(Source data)
------
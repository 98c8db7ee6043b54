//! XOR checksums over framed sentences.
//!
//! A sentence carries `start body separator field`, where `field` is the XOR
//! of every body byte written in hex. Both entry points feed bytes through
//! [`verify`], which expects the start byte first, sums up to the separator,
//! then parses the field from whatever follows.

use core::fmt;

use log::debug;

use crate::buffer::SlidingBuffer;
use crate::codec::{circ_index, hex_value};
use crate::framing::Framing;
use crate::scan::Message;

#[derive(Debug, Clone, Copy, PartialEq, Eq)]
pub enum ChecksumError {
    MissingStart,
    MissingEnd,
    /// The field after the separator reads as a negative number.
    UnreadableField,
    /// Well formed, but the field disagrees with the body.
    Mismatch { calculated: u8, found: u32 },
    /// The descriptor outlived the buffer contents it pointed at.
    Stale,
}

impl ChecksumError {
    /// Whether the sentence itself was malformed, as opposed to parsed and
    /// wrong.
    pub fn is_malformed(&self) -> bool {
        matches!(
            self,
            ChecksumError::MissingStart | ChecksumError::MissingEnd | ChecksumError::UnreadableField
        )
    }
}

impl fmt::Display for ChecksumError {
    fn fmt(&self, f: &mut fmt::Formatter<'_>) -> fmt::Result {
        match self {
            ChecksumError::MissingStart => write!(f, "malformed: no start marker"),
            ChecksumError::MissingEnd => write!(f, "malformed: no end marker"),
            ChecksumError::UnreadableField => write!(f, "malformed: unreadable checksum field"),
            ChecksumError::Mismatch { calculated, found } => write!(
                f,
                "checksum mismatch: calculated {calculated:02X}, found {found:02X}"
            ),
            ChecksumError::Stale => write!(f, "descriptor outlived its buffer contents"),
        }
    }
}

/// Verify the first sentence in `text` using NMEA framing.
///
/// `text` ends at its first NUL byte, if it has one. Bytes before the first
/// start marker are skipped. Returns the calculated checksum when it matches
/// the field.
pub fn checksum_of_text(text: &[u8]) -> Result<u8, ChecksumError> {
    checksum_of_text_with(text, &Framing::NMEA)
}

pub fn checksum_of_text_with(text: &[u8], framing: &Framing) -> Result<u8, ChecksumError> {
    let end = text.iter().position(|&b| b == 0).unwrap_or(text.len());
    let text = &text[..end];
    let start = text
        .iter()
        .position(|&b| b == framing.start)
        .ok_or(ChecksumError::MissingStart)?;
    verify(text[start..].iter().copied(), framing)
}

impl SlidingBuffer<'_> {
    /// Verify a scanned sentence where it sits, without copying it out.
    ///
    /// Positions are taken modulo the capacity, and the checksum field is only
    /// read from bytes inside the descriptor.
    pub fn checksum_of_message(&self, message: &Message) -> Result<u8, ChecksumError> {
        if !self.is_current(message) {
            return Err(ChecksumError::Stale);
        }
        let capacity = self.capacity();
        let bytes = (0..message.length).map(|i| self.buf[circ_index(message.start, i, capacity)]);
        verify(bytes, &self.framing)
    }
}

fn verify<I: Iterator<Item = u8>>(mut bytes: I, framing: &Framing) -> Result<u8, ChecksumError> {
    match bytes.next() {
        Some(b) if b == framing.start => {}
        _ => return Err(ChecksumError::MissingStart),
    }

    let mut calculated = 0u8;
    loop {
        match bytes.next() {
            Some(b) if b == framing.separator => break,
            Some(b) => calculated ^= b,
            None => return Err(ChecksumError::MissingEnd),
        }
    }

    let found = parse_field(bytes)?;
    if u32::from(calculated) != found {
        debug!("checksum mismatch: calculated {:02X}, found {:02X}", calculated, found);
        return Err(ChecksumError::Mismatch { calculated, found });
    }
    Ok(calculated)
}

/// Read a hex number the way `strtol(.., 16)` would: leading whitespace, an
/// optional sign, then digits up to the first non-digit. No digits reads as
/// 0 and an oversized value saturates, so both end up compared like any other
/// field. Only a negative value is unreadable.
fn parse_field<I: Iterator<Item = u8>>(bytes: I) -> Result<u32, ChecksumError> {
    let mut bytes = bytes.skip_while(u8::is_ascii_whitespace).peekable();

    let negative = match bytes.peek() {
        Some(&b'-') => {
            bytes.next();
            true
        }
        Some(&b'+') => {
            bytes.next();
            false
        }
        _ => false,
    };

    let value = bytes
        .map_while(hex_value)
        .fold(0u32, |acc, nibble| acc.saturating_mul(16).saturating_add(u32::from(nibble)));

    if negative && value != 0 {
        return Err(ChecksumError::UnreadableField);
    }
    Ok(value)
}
------
*WHAT YOU NEED TO DO*: Filter the records above for lines with "UnreadableField".

*YOUR SOLUTION*:
    UnreadableField,
            ChecksumError::MissingStart | ChecksumError::MissingEnd | ChecksumError::UnreadableField
            ChecksumError::UnreadableField => write!(f, "malformed: unreadable checksum field"),
        return Err(ChecksumError::UnreadableField);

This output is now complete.